New research suggests environmental factors may contribute to the development of a particular variant of female baldness, dermatologists at the conference were told.

Frontal fibrosing alopecia is a variant of alopecia that appears to be increasingly common among post-menopausal women, said dermatologist Dr Leona Yip from the Australian Catholic University, ACT.

It is characterised by a symmetrical, progressive recession of the frontal hairline of less than one centimetre a year. Eyebrow loss is common and more aggressive cases may be associated with papules at the hairline.

Very little is known about the aetiology of this particular type of alopecia, Dr Yip said. However menopause is known to be a trigger and it has therefore been thought that sex steroids may have a role. Consequently, finasteride and dutasteride have been trialled in some small studies for the treatment of this condition. While there have been no good randomised controlled trials of these treatments, their effectiveness, even in the smaller studies, appears limited with only 30% of women, who have frontal fibrosing alopecia alone showing any improvement.
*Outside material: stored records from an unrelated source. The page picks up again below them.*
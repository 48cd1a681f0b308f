#[tokio::main]
async fn main() {
    if let Err(e) = pgsqlexec_cli::run(std::env::args().collect()).await {
        eprintln!("{e:#}");
        std::process::exit(1);
    }
}
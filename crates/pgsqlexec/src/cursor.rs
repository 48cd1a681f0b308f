//! A cursor: a connection handle plus the result set of its last execution.
//!
//! Work done through a cursor runs inside a transaction block that stays open
//! until [`Cursor::commit`]. Closing the connection without committing rolls
//! the work back.

use crate::client::ExecClient;
use crate::error::{ExecError, ExecResult};
use futures_util::TryStreamExt;
use tokio::io::{AsyncWrite, AsyncWriteExt};
use tokio_postgres::SimpleQueryRow;

/// A handle bound to one connection that remembers the rows of the most recent
/// [`execute`](Cursor::execute).
///
/// Several [`SqlExec`](crate::SqlExec) instances can share a cursor via
/// [`SqlExec::with_cursor`](crate::SqlExec::with_cursor); they then also share
/// its result set.
pub struct Cursor<'c, C: ExecClient> {
    client: &'c C,
    result: Option<Vec<SimpleQueryRow>>,
}

impl<'c, C: ExecClient> Cursor<'c, C> {
    /// Create a cursor on `client`.
    pub fn new(client: &'c C) -> Self {
        Self {
            client,
            result: None,
        }
    }

    /// The connection this cursor is bound to.
    pub fn connection(&self) -> &'c C {
        self.client
    }

    /// Execute a (possibly multi-statement) batch and keep its last result set.
    ///
    /// A transaction block is opened first. The previous result set is
    /// discarded before the batch is sent, so a failed batch leaves the cursor
    /// without results.
    pub async fn execute(&mut self, sql: &str) -> ExecResult<()> {
        self.result = None;
        self.client.begin().await?;
        self.result = self.client.execute_batch(sql).await?;
        Ok(())
    }

    /// Run a `COPY ... TO STDOUT` statement and write its output into `writer`.
    ///
    /// Returns the number of bytes written.
    pub async fn copy_expert<W>(&self, sql: &str, writer: &mut W) -> ExecResult<u64>
    where
        W: AsyncWrite + Unpin + Send + ?Sized,
    {
        self.client.begin().await?;
        let mut stream = self.client.copy_out(sql).await?;
        let mut written = 0u64;
        while let Some(chunk) = stream.try_next().await? {
            writer.write_all(&chunk).await?;
            written += chunk.len() as u64;
        }
        writer.flush().await?;
        Ok(written)
    }

    /// All rows of the last execution.
    pub fn fetch_all(&self) -> ExecResult<&[SimpleQueryRow]> {
        self.result.as_deref().ok_or(ExecError::NoResults)
    }

    /// Whether the last execution produced a result set (possibly empty).
    pub fn has_result_set(&self) -> bool {
        self.result.is_some()
    }

    /// Commit the open transaction on the owning connection.
    pub async fn commit(&self) -> ExecResult<()> {
        self.client.commit().await
    }
}

impl<C: ExecClient> std::fmt::Debug for Cursor<'_, C> {
    fn fmt(&self, f: &mut std::fmt::Formatter<'_>) -> std::fmt::Result {
        f.debug_struct("Cursor")
            .field("rows", &self.result.as_ref().map(Vec::len))
            .finish_non_exhaustive()
    }
}
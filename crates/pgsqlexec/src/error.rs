//! Error types for pgsqlexec

use std::path::PathBuf;
use thiserror::Error;

/// Result type alias for pgsqlexec operations
pub type ExecResult<T> = Result<T, ExecError>;

/// Error types for accumulating and executing SQL
#[derive(Debug, Error)]
pub enum ExecError {
    /// Misuse of the executor: bad construction arguments, missing output
    /// directory, unknown path kind, or a rejected CSV export.
    #[error("Configuration error: {0}")]
    Config(String),

    /// Error reported by the database driver, passed through untouched
    #[error("Query error: {0}")]
    Query(#[from] tokio_postgres::Error),

    /// Rows were requested but the last execution produced no result set
    #[error("no results to fetch")]
    NoResults,

    /// Reading a SQL file or creating a CSV file failed
    #[error("File error on '{}': {source}", path.display())]
    File {
        path: PathBuf,
        #[source]
        source: std::io::Error,
    },

    /// Writing exported data failed
    #[error("I/O error: {0}")]
    Io(#[from] std::io::Error),

    /// Database connection error
    #[error("Connection error: {0}")]
    Connection(String),

    /// Pool error
    #[cfg(feature = "pool")]
    #[error("Pool error: {0}")]
    Pool(String),
}

impl ExecError {
    /// Create a configuration error
    pub fn config(message: impl Into<String>) -> Self {
        Self::Config(message.into())
    }

    /// Create a file error for a specific path
    pub fn file(path: impl Into<PathBuf>, source: std::io::Error) -> Self {
        Self::File {
            path: path.into(),
            source,
        }
    }

    /// Check if this is a configuration error
    pub fn is_config(&self) -> bool {
        matches!(self, Self::Config(_))
    }

    /// Check if this error came from the database driver
    pub fn is_query(&self) -> bool {
        matches!(self, Self::Query(_))
    }

    /// The server-side error, if the driver received one.
    pub fn as_db_error(&self) -> Option<&tokio_postgres::error::DbError> {
        match self {
            Self::Query(err) => err.as_db_error(),
            _ => None,
        }
    }
}

#[cfg(feature = "pool")]
impl From<deadpool_postgres::PoolError> for ExecError {
    fn from(err: deadpool_postgres::PoolError) -> Self {
        Self::Pool(err.to_string())
    }
}
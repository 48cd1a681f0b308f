//! Logging setup for the command line runner.
//!
//! Logs go to stderr so that `--rows` output on stdout stays clean.

use tracing_subscriber::EnvFilter;

/// Install the global subscriber.
///
/// `RUST_LOG` wins when set; otherwise `warn`, or `pgsqlexec=debug` with `--verbose`.
pub fn init(verbose: bool) {
    let fallback = if verbose { "warn,pgsqlexec=debug" } else { "warn" };
    let _ = tracing_subscriber::fmt()
        .with_env_filter(
            EnvFilter::try_from_default_env().unwrap_or_else(|_| EnvFilter::new(fallback)),
        )
        .with_writer(std::io::stderr)
        .try_init();
}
Of increasing interest is the fact that the vast majority of cases occur in fair-skinned patients suggesting perhaps environmental triggers such as sun exposure or photosensitivity might be involved.

One theory currently being investigated is that frontal fibrosing alopecia is a response to the repetitive exposure to topical allergens. In particular, sunscreens or components of certain sunscreens may be responsible. There is some evidence that shows the prevalence of frontal fibrosing alopecia is higher among women who use daily sunscreen on their face, often as part of their foundation, daily.

It is likely that further patch testing of sunscreens in high-risk individuals will provide more evidence on this association, Dr Yip said.